══ THE INPUT
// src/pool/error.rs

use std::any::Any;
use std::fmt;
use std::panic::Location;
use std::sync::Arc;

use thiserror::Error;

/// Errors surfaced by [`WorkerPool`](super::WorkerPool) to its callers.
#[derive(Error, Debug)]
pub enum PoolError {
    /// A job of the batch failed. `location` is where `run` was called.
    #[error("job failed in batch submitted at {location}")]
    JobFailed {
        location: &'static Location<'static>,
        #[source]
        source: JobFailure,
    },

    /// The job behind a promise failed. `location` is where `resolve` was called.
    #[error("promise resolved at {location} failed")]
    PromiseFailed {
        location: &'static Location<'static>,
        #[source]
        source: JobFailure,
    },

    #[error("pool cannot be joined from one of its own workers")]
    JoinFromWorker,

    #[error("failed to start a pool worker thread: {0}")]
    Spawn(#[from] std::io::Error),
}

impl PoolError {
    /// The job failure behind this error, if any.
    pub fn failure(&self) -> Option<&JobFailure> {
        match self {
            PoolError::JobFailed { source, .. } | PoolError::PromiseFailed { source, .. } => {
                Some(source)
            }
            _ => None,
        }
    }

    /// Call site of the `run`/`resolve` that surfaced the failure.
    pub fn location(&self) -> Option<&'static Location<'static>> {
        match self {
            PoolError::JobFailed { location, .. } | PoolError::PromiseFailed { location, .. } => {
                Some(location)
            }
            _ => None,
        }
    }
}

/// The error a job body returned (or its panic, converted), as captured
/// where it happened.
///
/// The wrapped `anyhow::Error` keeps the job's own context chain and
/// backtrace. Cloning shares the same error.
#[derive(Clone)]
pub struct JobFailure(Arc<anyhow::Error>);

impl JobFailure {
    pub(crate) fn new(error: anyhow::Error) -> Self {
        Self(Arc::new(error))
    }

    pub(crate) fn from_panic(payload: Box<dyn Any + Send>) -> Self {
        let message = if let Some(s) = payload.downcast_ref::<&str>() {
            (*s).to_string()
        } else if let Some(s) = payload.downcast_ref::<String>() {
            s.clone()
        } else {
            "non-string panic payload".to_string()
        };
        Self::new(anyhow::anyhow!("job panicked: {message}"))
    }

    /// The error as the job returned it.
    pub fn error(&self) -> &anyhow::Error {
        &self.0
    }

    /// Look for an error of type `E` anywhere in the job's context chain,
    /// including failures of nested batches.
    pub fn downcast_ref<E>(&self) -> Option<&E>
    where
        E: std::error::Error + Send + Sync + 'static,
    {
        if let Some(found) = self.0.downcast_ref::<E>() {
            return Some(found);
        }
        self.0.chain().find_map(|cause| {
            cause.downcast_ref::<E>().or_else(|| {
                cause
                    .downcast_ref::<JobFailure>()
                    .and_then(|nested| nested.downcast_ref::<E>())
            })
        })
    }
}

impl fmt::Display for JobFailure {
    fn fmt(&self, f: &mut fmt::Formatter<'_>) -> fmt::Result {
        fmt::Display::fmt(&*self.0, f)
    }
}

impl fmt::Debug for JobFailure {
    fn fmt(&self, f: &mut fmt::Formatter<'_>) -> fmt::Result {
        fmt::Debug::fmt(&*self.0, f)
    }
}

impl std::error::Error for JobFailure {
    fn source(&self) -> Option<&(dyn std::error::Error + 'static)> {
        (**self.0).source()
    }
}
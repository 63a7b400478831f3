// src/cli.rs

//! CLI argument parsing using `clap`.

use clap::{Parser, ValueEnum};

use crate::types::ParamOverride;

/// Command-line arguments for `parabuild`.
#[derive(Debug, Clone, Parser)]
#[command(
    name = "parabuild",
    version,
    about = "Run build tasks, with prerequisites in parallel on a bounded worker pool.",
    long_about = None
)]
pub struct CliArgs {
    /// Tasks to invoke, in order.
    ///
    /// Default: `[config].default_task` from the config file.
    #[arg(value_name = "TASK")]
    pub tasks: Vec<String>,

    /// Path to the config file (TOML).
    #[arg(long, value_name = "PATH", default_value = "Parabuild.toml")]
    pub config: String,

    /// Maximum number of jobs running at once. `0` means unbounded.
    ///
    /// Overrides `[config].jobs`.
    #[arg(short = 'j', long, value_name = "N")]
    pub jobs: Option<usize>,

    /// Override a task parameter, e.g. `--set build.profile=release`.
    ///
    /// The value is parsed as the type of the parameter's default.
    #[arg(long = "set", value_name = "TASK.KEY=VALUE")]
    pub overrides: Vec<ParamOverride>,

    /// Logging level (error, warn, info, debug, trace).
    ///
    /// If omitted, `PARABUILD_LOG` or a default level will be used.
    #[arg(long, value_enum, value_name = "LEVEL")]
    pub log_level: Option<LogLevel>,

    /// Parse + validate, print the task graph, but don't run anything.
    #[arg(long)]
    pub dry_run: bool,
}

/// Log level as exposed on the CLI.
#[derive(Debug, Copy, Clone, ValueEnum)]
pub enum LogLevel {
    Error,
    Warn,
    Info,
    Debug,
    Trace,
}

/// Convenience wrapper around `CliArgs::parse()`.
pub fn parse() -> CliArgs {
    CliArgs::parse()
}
════
▶ ACTION ITEM
Copy back the listing above exactly, but only from the line with "start a pool" through the line with "the same error.", both ends included.

▶ EXERCISE SOLUTION
    #[error("failed to start a pool worker thread: {0}")]
    Spawn(#[from] std::io::Error),
}

impl PoolError {
    /// The job failure behind this error, if any.
    pub fn failure(&self) -> Option<&JobFailure> {
        match self {
            PoolError::JobFailed { source, .. } | PoolError::PromiseFailed { source, .. } => {
                Some(source)
            }
            _ => None,
        }
    }

    /// Call site of the `run`/`resolve` that surfaced the failure.
    pub fn location(&self) -> Option<&'static Location<'static>> {
        match self {
            PoolError::JobFailed { location, .. } | PoolError::PromiseFailed { location, .. } => {
                Some(location)
            }
            _ => None,
        }
    }
}

/// The error a job body returned (or its panic, converted), as captured
/// where it happened.
///
/// The wrapped `anyhow::Error` keeps the job's own context chain and
/// backtrace. Cloning shares the same error.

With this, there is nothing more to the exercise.